* Work instruction *
From the records below, state how many lines include the word "CellValue", giving only that number.

* Dataset entries *
- - -

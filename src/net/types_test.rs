use serde_json::json;

use super::*;

fn api_user(value: serde_json::Value) -> ApiUser {
    serde_json::from_value(value).unwrap()
}

#[test]
fn api_user_reads_backend_field_names() {
    let user = api_user(json!({
        "id": 7,
        "name": "علی",
        "family": null,
        "mobile": "09120000000",
        "father_name": "رضا",
        "nationalID": "0012345678",
        "status": true,
        "mobile_verify_at": null,
        "created_at": "2025-01-01T00:00:00Z",
        "updated_at": "2025-01-02T00:00:00Z"
    }));
    assert_eq!(user.id, 7);
    assert_eq!(user.national_id.as_deref(), Some("0012345678"));
    assert!(user.status);
}

#[test]
fn api_user_status_accepts_numeric_and_string_flags() {
    let base = |status: serde_json::Value| json!({ "id": 1, "name": "n", "mobile": "m", "status": status });
    assert!(api_user(base(json!(1))).status);
    assert!(!api_user(base(json!(0))).status);
    assert!(api_user(base(json!("1"))).status);
    assert!(!api_user(base(json!(null))).status);
    assert!(serde_json::from_value::<ApiUser>(base(json!("maybe"))).is_err());
}

#[test]
fn user_row_defaults_family_and_labels_status() {
    let row = UserRow::from(api_user(json!({ "id": 1, "name": "n", "mobile": "m", "status": 0 })));
    assert_eq!(row.family, "-");
    assert_eq!(row.status_label(), STATUS_INACTIVE);
    assert_eq!(row.field("status"), CellValue::from(STATUS_INACTIVE));
}

#[test]
fn user_row_fields_and_key() {
    let row = UserRow {
        id: 3,
        name: "سارا".to_owned(),
        family: "محمدی".to_owned(),
        mobile: "09123334444".to_owned(),
        father_name: None,
        national_id: Some("123".to_owned()),
        active: true,
    };
    assert_eq!(row.field("id"), CellValue::Int(3));
    assert_eq!(row.field("father_name"), CellValue::Empty);
    assert_eq!(row.field("national_id"), CellValue::from("123"));
    assert_eq!(row.field("actions"), CellValue::Empty);
    assert_eq!(row.record_key(), "3");
}

#[test]
fn user_form_serializes_national_id_name() {
    let form = UserForm { national_id: "99".to_owned(), ..UserForm::default() };
    let value = serde_json::to_value(&form).unwrap();
    assert_eq!(value["nationalID"], json!("99"));
    assert!(value.get("national_id").is_none());
}

#[test]
fn user_form_prefills_from_api_user_without_password() {
    let user = api_user(json!({
        "id": 9,
        "name": "سارا",
        "family": null,
        "mobile": "09351234567",
        "father_name": "علی",
        "nationalID": "0012345678",
        "status": true
    }));
    let form = UserForm::from(&user);
    assert_eq!(form.name, "سارا");
    assert_eq!(form.family, "");
    assert_eq!(form.father_name, "علی");
    assert_eq!(form.national_id, "0012345678");
    assert!(form.password.is_empty() && form.confirm_password.is_empty());
}

#[test]
fn user_update_omits_missing_password_pair() {
    let update = UserUpdate { name: "a".to_owned(), national_id: "1".to_owned(), ..UserUpdate::default() };
    let value = serde_json::to_value(&update).unwrap();
    assert_eq!(value["nationalID"], json!("1"));
    assert!(value.get("password").is_none());
    assert!(value.get("confirm_password").is_none());

    let update = UserUpdate { password: Some("abcd".to_owned()), confirm_password: Some("abcd".to_owned()), ..update };
    let value = serde_json::to_value(&update).unwrap();
    assert_eq!(value["password"], json!("abcd"));
    assert_eq!(value["confirm_password"], json!("abcd"));
}

#[test]
fn car_envelope_maps_to_rows() {
    let envelope: Envelope<Vec<ApiCar>> =
        serde_json::from_value(json!({ "data": [{ "id": 1, "name": "پژو ۲۰۶" }], "message": "ok" })).unwrap();
    let rows: Vec<CarRow> = envelope.data.into_iter().map(CarRow::from).collect();
    assert_eq!(rows, vec![CarRow { id: 1, name: "پژو ۲۰۶".to_owned() }]);
    assert_eq!(rows[0].field("name"), CellValue::from("پژو ۲۰۶"));
}

#[test]
fn verify_response_tolerates_missing_fields() {
    let resp: VerifyResponse = serde_json::from_value(json!({})).unwrap();
    assert_eq!(resp, VerifyResponse::default());
    let resp: VerifyResponse = serde_json::from_value(json!({ "need_signup": true })).unwrap();
    assert!(resp.need_signup);
}
//! Account creation for a verified mobile that has no account yet.

#[cfg(test)]
#[path = "signup_test.rs"]
mod signup_test;

use leptos::prelude::*;
use leptos_router::NavigateOptions;
use leptos_router::hooks::{use_location, use_navigate};

use super::otp::PHONE_PATH;
use super::{MSG_INVALID_MOBILE, PageContext};
use crate::net::types::SignupInput;
use crate::util::auth::{LOGIN_PATH, forward_origin, origin_from_state};

pub const MSG_SIGNUP_INVALID: &str = "نام را وارد کنید و رمز حداقل ۶ کاراکتر باشد";
pub const MIN_PASSWORD_CHARS: usize = 6;

/// # Errors
///
/// Returns the user-facing message when the mobile is missing, the name is
/// blank, or the password is shorter than [`MIN_PASSWORD_CHARS`].
pub fn validate_signup(mobile: Option<&str>, name: &str, password: &str) -> Result<SignupInput, &'static str> {
    let mobile = mobile.filter(|m| !m.is_empty()).ok_or(MSG_INVALID_MOBILE)?;
    let name = name.trim();
    if name.is_empty() || password.chars().count() < MIN_PASSWORD_CHARS {
        return Err(MSG_SIGNUP_INVALID);
    }
    Ok(SignupInput { mobile: mobile.to_owned(), name: name.to_owned(), password: password.to_owned() })
}

#[component]
pub fn SignupPage() -> impl IntoView {
    let ctx = PageContext::expect();
    let navigate = use_navigate();
    let origin = origin_from_state(&use_location().state.get_untracked());
    let mobile = Memo::new(move |_| ctx.session.with(|s| s.identifier().map(str::to_owned)));
    let name = RwSignal::new(String::new());
    let password = RwSignal::new(String::new());
    let error = RwSignal::new(None::<String>);
    let busy = RwSignal::new(false);

    let navigate_phone = navigate.clone();
    Effect::new(move || {
        if mobile.with(Option::is_none) {
            navigate_phone(PHONE_PATH, NavigateOptions { replace: true, ..NavigateOptions::default() });
        }
    });

    let on_submit = move |ev: leptos::ev::SubmitEvent| {
        ev.prevent_default();
        if busy.get() {
            return;
        }
        let input = match validate_signup(mobile.get().as_deref(), &name.get(), &password.get()) {
            Ok(input) => input,
            Err(msg) => {
                error.set(Some(msg.to_owned()));
                return;
            }
        };
        error.set(None);
        busy.set(true);

        let navigate = navigate.clone();
        let origin = origin.clone();
        leptos::task::spawn_local(async move {
            match ctx.client().signup(&input).await {
                Ok(()) => {
                    ctx.toast_success("ثبت‌نام انجام شد؛ وارد شوید");
                    navigate(LOGIN_PATH, NavigateOptions { replace: true, ..forward_origin(origin.as_deref()) });
                }
                Err(e) => {
                    log::warn!("signup failed: {e}");
                    error.set(Some(e.user_message()));
                }
            }
            busy.set(false);
        });
    };

    view! {
        <div class="login-page" dir="rtl">
            <div class="login-card">
                <h1>"ثبت‌نام"</h1>
                <p class="login-card__subtitle" dir="ltr">
                    {move || mobile.get().unwrap_or_default()}
                </p>
                <form class="login-form" on:submit=on_submit>
                    <label class="login-label" for="name">
                        "نام"
                    </label>
                    <input
                        id="name"
                        class="login-input"
                        type="text"
                        prop:value=move || name.get()
                        on:input=move |ev| name.set(event_target_value(&ev))
                    />
                    <label class="login-label" for="password">
                        "رمز عبور"
                    </label>
                    <input
                        id="password"
                        class="login-input"
                        type="password"
                        prop:value=move || password.get()
                        on:input=move |ev| password.set(event_target_value(&ev))
                    />
                    <Show when=move || error.with(Option::is_some)>
                        <p class="form-error">{move || error.get().unwrap_or_default()}</p>
                    </Show>
                    <button class="btn btn--primary login-submit" type="submit" disabled=move || busy.get()>
                        {move || if busy.get() { "در حال ثبت..." } else { "ثبت‌نام" }}
                    </button>
                </form>
            </div>
        </div>
    }
}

- - -

* Final answer *
6